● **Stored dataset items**

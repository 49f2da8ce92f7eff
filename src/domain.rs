// ドメイン層
// ビジネスルールと、外部に依存する機能のポートを定義する

pub mod error;
pub mod model;
pub mod port;
pub mod service;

● **Problem description**
All of the data above should be reproduced verbatim.

● **Answer**
repository 49f2da8ce92f7eff
filename src/domain.rs
// ドメイン層
// ビジネスルールと、外部に依存する機能のポートを定義する

pub mod error;
pub mod model;
pub mod port;
pub mod service;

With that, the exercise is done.